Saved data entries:
*** Begin section ***
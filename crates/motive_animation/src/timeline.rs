//! Animation timelines
//!
//! A timeline groups players. The main host's timelines are mirrored on the
//! impl host at every push; impl-only timelines exist on the impl host alone
//! and are never removed by a push.

use motive_core::{PlayerId, TimelineId};

#[derive(Clone, Debug, PartialEq)]
pub struct AnimationTimeline {
    id: TimelineId,
    is_impl_only: bool,
    players: Vec<PlayerId>,
    needs_push_properties: bool,
}

impl AnimationTimeline {
    pub fn new(id: TimelineId) -> Self {
        Self {
            id,
            is_impl_only: false,
            players: Vec::new(),
            needs_push_properties: false,
        }
    }

    /// Builder: exists on the impl instance only
    pub fn with_impl_only(mut self, is_impl_only: bool) -> Self {
        self.is_impl_only = is_impl_only;
        self
    }

    pub fn id(&self) -> TimelineId {
        self.id
    }

    pub fn is_impl_only(&self) -> bool {
        self.is_impl_only
    }

    /// Attached players in attach order
    pub fn players(&self) -> &[PlayerId] {
        &self.players
    }

    pub fn contains_player(&self, player: PlayerId) -> bool {
        self.players.contains(&player)
    }

    pub fn needs_push_properties(&self) -> bool {
        self.needs_push_properties
    }

    pub(crate) fn set_needs_push_properties(&mut self) {
        self.needs_push_properties = true;
    }

    pub(crate) fn clear_needs_push_properties(&mut self) {
        self.needs_push_properties = false;
    }

    pub(crate) fn attach_player(&mut self, player: PlayerId) {
        assert!(
            !self.contains_player(player),
            "{player} is already attached to {}",
            self.id
        );
        self.players.push(player);
        self.needs_push_properties = true;
    }

    pub(crate) fn detach_player(&mut self, player: PlayerId) -> bool {
        let before = self.players.len();
        self.players.retain(|p| *p != player);
        let detached = before != self.players.len();
        if detached {
            self.needs_push_properties = true;
        }
        detached
    }

    /// Empty counterpart for the impl instance
    pub fn create_impl_instance(&self) -> AnimationTimeline {
        AnimationTimeline::new(self.id).with_impl_only(self.is_impl_only)
    }
}

#[cfg(test)]
mod tests {
    use super::*;

    #[test]
    fn test_attach_and_detach_players() {
        let mut timeline = AnimationTimeline::new(TimelineId(4));
        assert!(!timeline.needs_push_properties());

        timeline.attach_player(PlayerId(1));
        timeline.attach_player(PlayerId(2));
        assert_eq!(timeline.players(), &[PlayerId(1), PlayerId(2)]);
        assert!(timeline.needs_push_properties());

        timeline.clear_needs_push_properties();
        assert!(timeline.detach_player(PlayerId(1)));
        assert!(!timeline.detach_player(PlayerId(1)));
        assert!(timeline.needs_push_properties());
        assert_eq!(timeline.players(), &[PlayerId(2)]);
    }

    #[test]
    #[should_panic(expected = "already attached")]
    fn test_double_attach_panics() {
        let mut timeline = AnimationTimeline::new(TimelineId(4));
        timeline.attach_player(PlayerId(1));
        timeline.attach_player(PlayerId(1));
    }

    #[test]
    fn test_impl_instance_is_empty() {
        let mut timeline = AnimationTimeline::new(TimelineId(9));
        timeline.attach_player(PlayerId(1));
        let other = timeline.create_impl_instance();
        assert_eq!(other.id(), TimelineId(9));
        assert!(other.players().is_empty());
        assert!(!other.is_impl_only());
    }
}
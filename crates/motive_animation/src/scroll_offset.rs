//! Scroll offset curves
//!
//! Unlike keyframed curves, a scroll offset curve is defined by its target.
//! The initial value is filled in when the animation is handed to the
//! instance that runs it (the current scroll position), and the duration
//! follows from the distance to travel. The target can be moved while the
//! curve is running; the curve then restarts from its current value.

use motive_core::ScrollOffset;

use crate::easing::Easing;
use crate::keyframe::Interpolate;
use crate::settings::ScrollCurveSettings;

/// How the duration of a scroll segment follows from its length
#[derive(Clone, Copy, Debug, Default, PartialEq, Eq)]
pub enum DurationBehavior {
    /// Same duration regardless of distance
    Constant,
    /// Longer scrolls take longer (square root of the distance)
    #[default]
    DeltaBased,
    /// Longer scrolls are faster, for small programmatic scrolls
    InverseDelta,
}

/// Curve animating a scroller towards a target offset
#[derive(Clone, Debug, PartialEq)]
pub struct ScrollOffsetAnimationCurve {
    initial_value: Option<ScrollOffset>,
    target_value: ScrollOffset,
    total_animation_duration: f64,
    /// Curve time of the last retarget; the current segment starts here
    last_retarget: f64,
    easing: Easing,
    duration_behavior: DurationBehavior,
    constants: ScrollCurveSettings,
}

impl ScrollOffsetAnimationCurve {
    pub fn new(
        target_value: ScrollOffset,
        easing: Easing,
        duration_behavior: DurationBehavior,
        constants: ScrollCurveSettings,
    ) -> Self {
        Self {
            initial_value: None,
            target_value,
            total_animation_duration: 0.0,
            last_retarget: 0.0,
            easing,
            duration_behavior,
            constants,
        }
    }

    pub fn set_initial_value(&mut self, initial_value: ScrollOffset) {
        self.initial_value = Some(initial_value);
        self.total_animation_duration =
            self.segment_duration(self.target_value.delta_from(initial_value));
    }

    pub fn has_set_initial_value(&self) -> bool {
        self.initial_value.is_some()
    }

    pub fn target_value(&self) -> ScrollOffset {
        self.target_value
    }

    pub fn duration_behavior(&self) -> DurationBehavior {
        self.duration_behavior
    }

    pub fn duration(&self) -> f64 {
        self.total_animation_duration
    }

    pub fn value_at(&self, t: f64) -> ScrollOffset {
        let initial = self.initial_value.unwrap_or(self.target_value);
        let duration = self.total_animation_duration - self.last_retarget;
        let t = t - self.last_retarget;

        if duration <= 0.0 || t >= duration {
            return self.target_value;
        }
        if t <= 0.0 {
            return initial;
        }
        let progress = self.easing.apply(t / duration);
        ScrollOffset::interpolate(&initial, &self.target_value, progress)
    }

    /// Move the target while the curve runs; `t` is the current curve time
    pub fn update_target(&mut self, t: f64, new_target: ScrollOffset) {
        let (dx, dy) = self.target_value.delta_from(new_target);
        if dx.abs().max(dy.abs()) < f32::EPSILON {
            self.target_value = new_target;
            return;
        }

        let t = t.max(self.last_retarget);
        let current = self.value_at(t);
        let remaining = self.segment_duration(new_target.delta_from(current));

        self.initial_value = Some(current);
        self.target_value = new_target;
        self.last_retarget = t;
        self.total_animation_duration = t + remaining;
    }

    fn segment_duration(&self, (dx, dy): (f32, f32)) -> f64 {
        let delta = dx.abs().max(dy.abs()) as f64;
        let c = &self.constants;
        match self.duration_behavior {
            DurationBehavior::Constant => c.constant_duration,
            // One 60Hz frame per square-root pixel
            DurationBehavior::DeltaBased => (delta.sqrt() / 60.0).min(c.delta_based_max_duration),
            DurationBehavior::InverseDelta => {
                let slope = (c.inverse_delta_min_duration - c.inverse_delta_max_duration)
                    / (c.inverse_delta_ramp_end - c.inverse_delta_ramp_start);
                let offset = c.inverse_delta_max_duration - c.inverse_delta_ramp_start * slope;
                (offset + delta * slope)
                    .clamp(c.inverse_delta_min_duration, c.inverse_delta_max_duration)
            }
        }
    }
}

#[cfg(test)]
mod tests {
    use super::*;

    fn curve(behavior: DurationBehavior) -> ScrollOffsetAnimationCurve {
        ScrollOffsetAnimationCurve::new(
            ScrollOffset::new(0.0, 400.0),
            Easing::Linear,
            behavior,
            ScrollCurveSettings::default(),
        )
    }

    #[test]
    fn test_duration_follows_initial_value() {
        let mut constant = curve(DurationBehavior::Constant);
        assert!(!constant.has_set_initial_value());
        constant.set_initial_value(ScrollOffset::ZERO);
        assert_eq!(constant.duration(), 9.0 / 60.0);

        let mut delta_based = curve(DurationBehavior::DeltaBased);
        delta_based.set_initial_value(ScrollOffset::new(0.0, 300.0));
        assert!((delta_based.duration() - 10.0 / 60.0).abs() < 1e-9);

        let mut inverse = curve(DurationBehavior::InverseDelta);
        inverse.set_initial_value(ScrollOffset::new(0.0, 350.0));
        // Short scroll: before the ramp, longest duration
        assert_eq!(inverse.duration(), 12.0 / 60.0);
        inverse.set_initial_value(ScrollOffset::new(0.0, -400.0));
        // Long scroll: past the ramp, shortest duration
        assert_eq!(inverse.duration(), 6.0 / 60.0);
    }

    #[test]
    fn test_value_at_endpoints() {
        let mut c = curve(DurationBehavior::Constant);
        c.set_initial_value(ScrollOffset::new(0.0, 100.0));
        assert_eq!(c.value_at(0.0), ScrollOffset::new(0.0, 100.0));
        assert_eq!(c.value_at(c.duration()), ScrollOffset::new(0.0, 400.0));
        let mid = c.value_at(c.duration() / 2.0);
        assert!((mid.y - 250.0).abs() < 1e-3);
    }

    #[test]
    fn test_update_target_restarts_from_current_value() {
        let mut c = curve(DurationBehavior::Constant);
        c.set_initial_value(ScrollOffset::ZERO);
        let t = c.duration() / 2.0;
        let before = c.value_at(t);

        c.update_target(t, ScrollOffset::new(0.0, 800.0));
        assert_eq!(c.target_value(), ScrollOffset::new(0.0, 800.0));
        assert_eq!(c.value_at(t), before);
        assert!((c.duration() - (t + 9.0 / 60.0)).abs() < 1e-9);
        assert_eq!(c.value_at(c.duration()), ScrollOffset::new(0.0, 800.0));
    }
}
//! Implicit transitions
//!
//! A player with a [`Transition`] animates value changes of the listed
//! properties instead of applying them at once: each change becomes a
//! two-keyframe animation from the current value to the new one. A change
//! back to where a running transition came from reverses that transition.

use motive_core::{IdProvider, TargetProperties, TargetProperty};

use crate::animation::Animation;
use crate::curve::{AnimatedValue, AnimationCurve};
use crate::easing::Easing;
use crate::player::AnimationPlayer;
use crate::target::{self, AnimationTarget};

/// Which properties a player transitions, and how
#[derive(Clone, Debug, PartialEq)]
pub struct Transition {
    pub properties: TargetProperties,
    /// Seconds
    pub duration: f64,
    pub easing: Easing,
}

impl Transition {
    pub fn new(duration: f64) -> Self {
        Self {
            properties: TargetProperties::empty(),
            duration,
            easing: Easing::Ease,
        }
    }

    /// Builder: transition changes of `property`
    pub fn with_property(mut self, property: TargetProperty) -> Self {
        self.properties.insert(property);
        self
    }

    pub fn with_easing(mut self, easing: Easing) -> Self {
        self.easing = easing;
        self
    }
}

impl Default for Transition {
    fn default() -> Self {
        Self::new(0.3)
    }
}

/// What a call to [`AnimationPlayer::transition_to`] did
#[derive(Clone, Copy, Debug, PartialEq, Eq)]
pub enum TransitionOutcome {
    /// Property not transitioned; the value was applied directly
    Applied,
    /// A running transition was heading back; it was reversed
    Reversed,
    /// Nothing runs and the value already matches
    Unchanged,
    /// A new transition animation was added
    Started,
}

impl AnimationPlayer {
    /// Move `property` from `from` (its current value) to `to`.
    ///
    /// # Panics
    ///
    /// Panics if the values are not of the property's value kind or the
    /// property has no keyframed curve (scroll offsets).
    pub fn transition_to(
        &mut self,
        now: f64,
        property: TargetProperty,
        from: AnimatedValue,
        to: AnimatedValue,
        ids: &mut IdProvider,
        target: &mut dyn AnimationTarget,
    ) -> TransitionOutcome {
        if !self.transition().properties.contains(property) {
            target::deliver(target, &to, property, None);
            return TransitionOutcome::Applied;
        }
        // A zero-length transition jumps to the new value
        if self.transition().duration <= 0.0 {
            self.remove_property_animations(property);
            target::deliver(target, &to, property, None);
            return TransitionOutcome::Applied;
        }

        match self.ticker().running_animation_for_property(property) {
            Some(running) if running.curve().start_value() == to => {
                let id = running.id();
                self.reverse_animation_at(id, now);
                return TransitionOutcome::Reversed;
            }
            Some(_) => {}
            None if from == to => return TransitionOutcome::Unchanged,
            None => {}
        }

        assert!(
            from.kind() == property.value_kind() && to.kind() == property.value_kind(),
            "{property} cannot transition between {from:?} and {to:?}"
        );
        let transition = self.transition().clone();
        let curve = match AnimationCurve::tween(from, to, transition.duration, transition.easing) {
            Some(curve) => curve,
            None => panic!("{property} has no keyframed curve to transition with"),
        };

        self.remove_property_animations(property);
        let animation = Animation::new(curve, ids.next_animation_id(), ids.next_group_id(), property);
        tracing::debug!(player = %self.id(), %property, animation = %animation.id(), "transition started");
        self.add_animation(animation);
        TransitionOutcome::Started
    }

    fn remove_property_animations(&mut self, property: TargetProperty) {
        let stale: Vec<_> = self
            .ticker()
            .animations()
            .iter()
            .filter(|a| a.property() == property)
            .map(|a| a.id())
            .collect();
        for id in stale {
            self.remove_animation(id);
        }
    }
}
*** End section ***
=== Directions for this task ===
Return, please, the lines of the data from the first through the line containing "self.players.push(player);", both kept, exactly as they stand and nothing more.

=== Your response ===
filename crates/motive_animation/src/timeline.rs
//! Animation timelines
//!
//! A timeline groups players. The main host's timelines are mirrored on the
//! impl host at every push; impl-only timelines exist on the impl host alone
//! and are never removed by a push.

use motive_core::{PlayerId, TimelineId};

#[derive(Clone, Debug, PartialEq)]
pub struct AnimationTimeline {
    id: TimelineId,
    is_impl_only: bool,
    players: Vec<PlayerId>,
    needs_push_properties: bool,
}

impl AnimationTimeline {
    pub fn new(id: TimelineId) -> Self {
        Self {
            id,
            is_impl_only: false,
            players: Vec::new(),
            needs_push_properties: false,
        }
    }

    /// Builder: exists on the impl instance only
    pub fn with_impl_only(mut self, is_impl_only: bool) -> Self {
        self.is_impl_only = is_impl_only;
        self
    }

    pub fn id(&self) -> TimelineId {
        self.id
    }

    pub fn is_impl_only(&self) -> bool {
        self.is_impl_only
    }

    /// Attached players in attach order
    pub fn players(&self) -> &[PlayerId] {
        &self.players
    }

    pub fn contains_player(&self, player: PlayerId) -> bool {
        self.players.contains(&player)
    }

    pub fn needs_push_properties(&self) -> bool {
        self.needs_push_properties
    }

    pub(crate) fn set_needs_push_properties(&mut self) {
        self.needs_push_properties = true;
    }

    pub(crate) fn clear_needs_push_properties(&mut self) {
        self.needs_push_properties = false;
    }

    pub(crate) fn attach_player(&mut self, player: PlayerId) {
        assert!(
            !self.contains_player(player),
            "{player} is already attached to {}",
            self.id
        );
        self.players.push(player);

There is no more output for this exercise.